=== Section Start ===

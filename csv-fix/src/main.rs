//! csv-fix - prepare exported CSV files for database import
//!
//! Run from the directory holding the exports:
//!
//! ```bash
//! csv-fix      # writes *_fixed.csv next to each export it finds
//! ```
//!
//! Set `RUST_LOG=csvfix=debug` for per-file diagnostics on stderr.

use csvfix::{init_tracing, run, ConsoleLog, FixConfig};
use tracing::debug;

fn main() {
    init_tracing();

    let config = FixConfig::default();
    let mut log = ConsoleLog::stdout();

    match run(&config, &mut log) {
        Ok(report) => {
            debug!(
                report = %serde_json::to_string(&report).unwrap_or_default(),
                "run finished"
            );
        }
        Err(e) => {
            log.error(format!("Error: {}", e));
            std::process::exit(1);
        }
    }
}
//! Record transformation.
//!
//! - Mapping: record schemas, derivation rules and their validation
//! - Executor: streaming CSV read-transform-write pass

pub mod executor;
pub mod mapping;

pub use executor::{transform, transform_file, transform_stream, TransformStats};
pub use mapping::{FieldMapping, RecordSchema, Rule};
//! CSV dialect and source-row access.
//!
//! Reading and writing both use the RFC 4180 dialect: comma delimiter,
//! double-quote quoting (only when needed), doubled quotes as escapes and
//! CRLF record terminators. Rows are strict: a data row whose field count
//! differs from the header is rejected by the reader.

use csv::{QuoteStyle, Reader, ReaderBuilder, StringRecord, Terminator, Writer, WriterBuilder};
use std::collections::HashMap;
use std::io::{Read, Write};

use crate::error::FixResult;

/// Build a reader for header-first CSV input
pub fn reader<R: Read>(input: R) -> Reader<R> {
    ReaderBuilder::new()
        .has_headers(true)
        .flexible(false)
        .delimiter(b',')
        .quote(b'"')
        .double_quote(true)
        .from_reader(input)
}

/// Build a writer for fixed CSV output
pub fn writer<W: Write>(output: W) -> Writer<W> {
    WriterBuilder::new()
        .has_headers(false)
        .delimiter(b',')
        .quote(b'"')
        .double_quote(true)
        .quote_style(QuoteStyle::Necessary)
        .terminator(Terminator::CRLF)
        .from_writer(output)
}

/// Source column names mapped to their position in each record.
///
/// Lookups go by name so reordered source columns are harmless. When a
/// header repeats a name, the last column with that name wins.
#[derive(Debug, Clone, Default)]
pub struct HeaderIndex {
    names: Vec<String>,
    positions: HashMap<String, usize>,
}

impl HeaderIndex {
    pub fn new(names: Vec<String>) -> Self {
        let positions = names
            .iter()
            .enumerate()
            .map(|(i, name)| (name.clone(), i))
            .collect();
        Self { names, positions }
    }

    /// Read the header row of `reader`.
    ///
    /// An empty input yields an empty index. Column names are trimmed.
    pub fn read<R: Read>(reader: &mut Reader<R>) -> FixResult<Self> {
        let names = reader
            .headers()?
            .iter()
            .map(|h| h.trim().to_string())
            .collect();
        Ok(Self::new(names))
    }

    /// Column names in input order
    pub fn names(&self) -> &[String] {
        &self.names
    }

    pub fn position(&self, name: &str) -> Option<usize> {
        self.positions.get(name).copied()
    }

    pub fn contains(&self, name: &str) -> bool {
        self.positions.contains_key(name)
    }

    pub fn is_empty(&self) -> bool {
        self.names.is_empty()
    }
}

/// One input record viewed through its header
#[derive(Debug, Clone, Copy)]
pub struct SourceRow<'a> {
    headers: &'a HeaderIndex,
    record: &'a StringRecord,
}

impl<'a> SourceRow<'a> {
    pub fn new(headers: &'a HeaderIndex, record: &'a StringRecord) -> Self {
        Self { headers, record }
    }

    /// Value of `field`, or `None` when the header has no such column
    pub fn get(&self, field: &str) -> Option<&'a str> {
        self.headers
            .position(field)
            .and_then(|i| self.record.get(i))
    }
}

#[cfg(test)]
mod tests {
    use super::*;
    use crate::error::FixError;

    fn records(csv: &str) -> (HeaderIndex, Vec<StringRecord>) {
        let mut rdr = reader(csv.as_bytes());
        let headers = HeaderIndex::read(&mut rdr).unwrap();
        let rows = rdr.records().collect::<Result<Vec<_>, _>>().unwrap();
        (headers, rows)
    }

    #[test]
    fn test_lookup_by_name() {
        let (headers, rows) = records("b,a\n2,1\n");
        let row = SourceRow::new(&headers, &rows[0]);

        assert_eq!(row.get("a"), Some("1"));
        assert_eq!(row.get("b"), Some("2"));
        assert_eq!(row.get("c"), None);
    }

    #[test]
    fn test_empty_value_is_present() {
        let (headers, rows) = records("a,b\n,2\n");
        let row = SourceRow::new(&headers, &rows[0]);
        assert_eq!(row.get("a"), Some(""));
    }

    #[test]
    fn test_quoted_delimiters_and_newlines() {
        let (headers, rows) = records("name,note\n\"Fox, Red\",\"line one\nline two\"\n");
        let row = SourceRow::new(&headers, &rows[0]);

        assert_eq!(row.get("name"), Some("Fox, Red"));
        assert_eq!(row.get("note"), Some("line one\nline two"));
    }

    #[test]
    fn test_header_names_trimmed() {
        let (headers, _) = records(" id , name \n1,x\n");
        assert_eq!(headers.names(), &["id".to_string(), "name".to_string()]);
        assert!(headers.contains("name"));
    }

    #[test]
    fn test_utf8_bom_ignored() {
        let (headers, rows) = records("\u{feff}id,name\n1,x\n");
        let row = SourceRow::new(&headers, &rows[0]);
        assert_eq!(row.get("id"), Some("1"));
    }

    #[test]
    fn test_duplicate_header_last_wins() {
        let (headers, rows) = records("a,a\n1,2\n");
        let row = SourceRow::new(&headers, &rows[0]);
        assert_eq!(row.get("a"), Some("2"));
    }

    #[test]
    fn test_empty_input_has_no_headers() {
        let mut rdr = reader("".as_bytes());
        let headers = HeaderIndex::read(&mut rdr).unwrap();
        assert!(headers.is_empty());
        assert_eq!(rdr.records().count(), 0);
    }

    #[test]
    fn test_ragged_row_rejected() {
        let mut rdr = reader("a,b\n1,2,3\n".as_bytes());
        HeaderIndex::read(&mut rdr).unwrap();
        let err: FixError = rdr.records().next().unwrap().unwrap_err().into();

        match err {
            FixError::MalformedInput { line, .. } => assert_eq!(line, Some(2)),
            other => panic!("unexpected error: {other}"),
        }
    }

    #[test]
    fn test_writer_quotes_when_needed() {
        let mut wtr = writer(Vec::new());
        wtr.write_record(["plain", "with,comma", "say \"hi\""]).unwrap();
        let out = String::from_utf8(wtr.into_inner().unwrap()).unwrap();
        assert_eq!(out, "plain,\"with,comma\",\"say \"\"hi\"\"\"\r\n");
    }
}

=== Section End ===

**Goal of the exercise**
For the word "QuoteStyle", find every line in the data that holds it and copy that line.

**Solution to this exercise**
use csv::{QuoteStyle, Reader, ReaderBuilder, StringRecord, Terminator, Writer, WriterBuilder};
        .quote_style(QuoteStyle::Necessary)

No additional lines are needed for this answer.